Some existing models:
| Model | LCB (v5) | HumanEval+ | MBPP+ | **Average** |
|------------------------------------------------|---------------|----------------|-------------|------------:|
| Qwen2.5-Coder-7B-Instruct | 31.1 | 82.3 | 69.6 | 61.0 |
| Eurus-2-7B-PRIME | 23.8 | 65.9 | 29.9 | 39.9 |
| Sky-T1-7B | 21.3 | 54.3 | 50.8 | 42.1 |
* Qwen2.5-Coder-7B-Instruct, despite released months back, is still very performant as the best baseline, but we don't know where the improvement comes from.
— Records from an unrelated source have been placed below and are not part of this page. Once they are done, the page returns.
use serde::Serialize;

pub fn print_json<T: Serialize>(value: &T) -> anyhow::Result<()> {
    let json = serde_json::to_string_pretty(value)?;
    println!("{json}");
    Ok(())
}

pub fn print_table(headers: &[&str], rows: Vec<Vec<String>>) {
    let mut widths: Vec<usize> = headers.iter().map(|h| h.len()).collect();
    for row in &rows {
        for (i, cell) in row.iter().enumerate() {
            if i < widths.len() {
                widths[i] = widths[i].max(cell.chars().count());
            }
        }
    }

    let render = |cells: Vec<String>| {
        cells
            .iter()
            .enumerate()
            .map(|(i, cell)| {
                let w = widths.get(i).copied().unwrap_or(0);
                format!("{cell:w$}")
            })
            .collect::<Vec<_>>()
            .join("  ")
            .trim_end()
            .to_string()
    };

    println!(
        "{}",
        render(headers.iter().map(|h| h.to_string()).collect())
    );
    let sep: Vec<String> = widths.iter().map(|&w| "-".repeat(w)).collect();
    println!("{}", sep.join("  "));
    for row in rows {
        println!("{}", render(row));
    }
}
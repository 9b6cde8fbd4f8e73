use std::process::Stdio;
use std::sync::{Arc, Mutex};

use tokio::io::{AsyncBufReadExt, AsyncWriteExt, BufReader, Lines};
use tokio::process::{Child, ChildStdin, ChildStdout, Command};

use crate::types::{AgentOptions, Message, PermissionMode};
use crate::{AgentError, Result};

// ─── AgentProcess ─────────────────────────────────────────────────────────

/// A running `claude --output-format stream-json --input-format stream-json`
/// subprocess.
///
/// The prompt goes in as one JSON user message on stdin, replies come back as
/// JSONL on stdout. Stderr is drained in the background and attached to the
/// error when the process exits non-zero.
pub(crate) struct AgentProcess {
    child: Child,
    lines: Lines<BufReader<ChildStdout>>,
    stdin: Option<ChildStdin>,
    stderr_buf: Arc<Mutex<String>>,
}

impl AgentProcess {
    /// Spawn the `claude` binary, send `prompt` and close stdin.
    ///
    /// `CLAUDECODE` is removed so nested invocations are not refused.
    pub(crate) async fn spawn(prompt: &str, opts: &AgentOptions) -> Result<Self> {
        let mut cmd = build_command(opts);
        cmd.env_remove("CLAUDECODE");
        for (k, v) in &opts.env {
            cmd.env(k, v);
        }

        let mut process = Self::from_command(cmd)?;
        let user_msg = serde_json::json!({
            "type": "user",
            "message": {
                "role": "user",
                "content": [{"type": "text", "text": prompt}]
            }
        });
        process.send_message(&user_msg).await?;
        process.stdin.take();

        Ok(process)
    }

    /// Wrap an arbitrary command that prints stream-json lines.
    #[cfg(test)]
    pub(crate) fn spawn_command(cmd: Command) -> Result<Self> {
        Self::from_command(cmd)
    }

    fn from_command(mut cmd: Command) -> Result<Self> {
        cmd.stdin(Stdio::piped())
            .stdout(Stdio::piped())
            .stderr(Stdio::piped())
            .kill_on_drop(true);

        let mut child = cmd.spawn()?;
        let stdout = child
            .stdout
            .take()
            .ok_or_else(|| AgentError::Process("stdout not captured".into()))?;
        let stdin = child.stdin.take();

        let stderr_buf = Arc::new(Mutex::new(String::new()));
        if let Some(stderr) = child.stderr.take() {
            let buf = Arc::clone(&stderr_buf);
            tokio::spawn(async move {
                let mut reader = BufReader::new(stderr).lines();
                while let Ok(Some(line)) = reader.next_line().await {
                    if let Ok(mut b) = buf.lock() {
                        if !b.is_empty() {
                            b.push('\n');
                        }
                        b.push_str(&line);
                    }
                }
            });
        }

        Ok(Self {
            child,
            lines: BufReader::new(stdout).lines(),
            stdin,
            stderr_buf,
        })
    }

    async fn send_message(&mut self, msg: &serde_json::Value) -> Result<()> {
        let stdin = self
            .stdin
            .as_mut()
            .ok_or_else(|| AgentError::Process("stdin already closed".into()))?;

        let mut buf = serde_json::to_vec(msg)
            .map_err(|e| AgentError::Process(format!("failed to serialize prompt: {e}")))?;
        buf.push(b'\n');
        stdin.write_all(&buf).await?;
        stdin.flush().await?;
        Ok(())
    }

    /// Next message on stdout. Blank lines and message types this crate does
    /// not model are skipped. `Ok(None)` on EOF.
    pub(crate) async fn next_message(&mut self) -> Result<Option<Message>> {
        while let Some(line) = self.lines.next_line().await? {
            let trimmed = line.trim();
            if trimmed.is_empty() {
                continue;
            }
            match serde_json::from_str::<Message>(trimmed) {
                Ok(msg) => return Ok(Some(msg)),
                Err(_) if is_unknown_message_type(trimmed) => {
                    tracing::trace!(line = trimmed, "skipping unrecognised stream message");
                }
                Err(e) => {
                    return Err(AgentError::Parse {
                        line: trimmed.to_owned(),
                        source: e,
                    })
                }
            }
        }
        Ok(None)
    }

    /// Wait for exit; an error when the status is non-zero or a signal.
    pub(crate) async fn wait_exit_error(&mut self) -> Option<AgentError> {
        let status = match self.child.wait().await {
            Ok(s) => s,
            Err(e) => return Some(AgentError::Io(e)),
        };
        if status.success() {
            return None;
        }

        let stderr = self
            .stderr_buf
            .lock()
            .map(|b| b.clone())
            .unwrap_or_default();
        let head = match status.code() {
            Some(code) => format!("claude exited with code {code}"),
            None => "claude terminated by signal".to_string(),
        };
        let msg = if stderr.is_empty() {
            head
        } else {
            format!("{head}\nstderr: {stderr}")
        };
        Some(AgentError::Process(msg))
    }

    pub(crate) async fn kill(&mut self) {
        let _ = self.child.kill().await;
    }
}

/// Valid JSON with a `"type"` field is a message kind we do not model.
/// Anything else is a genuine parse error.
fn is_unknown_message_type(line: &str) -> bool {
    serde_json::from_str::<serde_json::Value>(line)
        .map(|v| v.get("type").is_some())
        .unwrap_or(false)
}

// ─── Command builder ──────────────────────────────────────────────────────

fn build_command(opts: &AgentOptions) -> Command {
    let exe = opts.path_to_executable.as_deref().unwrap_or("claude");
    let mut cmd = Command::new(exe);
    cmd.args(command_args(opts));
    if let Some(cwd) = &opts.cwd {
        cmd.current_dir(cwd);
    }
    cmd
}

fn command_args(opts: &AgentOptions) -> Vec<String> {
    let mut args: Vec<String> = [
        "--output-format",
        "stream-json",
        "--verbose",
        "--input-format",
        "stream-json",
    ]
    .iter()
    .map(|s| s.to_string())
    .collect();

    if let Some(model) = &opts.model {
        args.extend(["--model".into(), model.clone()]);
    }
    if let Some(max_turns) = opts.max_turns {
        args.extend(["--max-turns".into(), max_turns.to_string()]);
    }
    if !opts.allowed_tools.is_empty() {
        args.push("--allowed-tools".into());
        args.extend(opts.allowed_tools.iter().cloned());
    }
    if opts.permission_mode != PermissionMode::Default {
        args.extend([
            "--permission-mode".into(),
            opts.permission_mode.as_str().to_string(),
        ]);
    }
    if let Some(sp) = &opts.system_prompt {
        args.extend(["--system-prompt".into(), sp.clone()]);
    }
    args
}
* Eurus-2-7B-PRIME starts from Qwen2.5-Math-7B-Instruct and is RL only. Its training data includes (unfiltered) extensive coding datasets, including APPS, CodeContests, TACO, and Codeforces. Code-R1-Zero outperforms it significantly despite using fewer data, likely because we use validated datasets and sandboxes.
* Sky-T1-7B uses a combination of RL and SFT/distillation steps. Its RL partially uses PRIME but its training data does not (seem to) include coding datasets.
## Citation
If you find this work helpful...
```bibtex
@article{code-r1,
title={Code-R1: Reproducing R1 for Code with Reliable Rewards},
author={Liu, Jiawei and Zhang, Lingming},
howpublished={\url{https://github.com/ganler/code-r1}},
year={2025}
}
```
## Acknowledgements
* [Verl](https://github.com/volcengine/verl)
* [Logic-RL](https://github.com/Unakar/Logic-RL)
## License
Apache-2.0. See [LICENSE.code-r1](LICENSE.code-r1) for more details.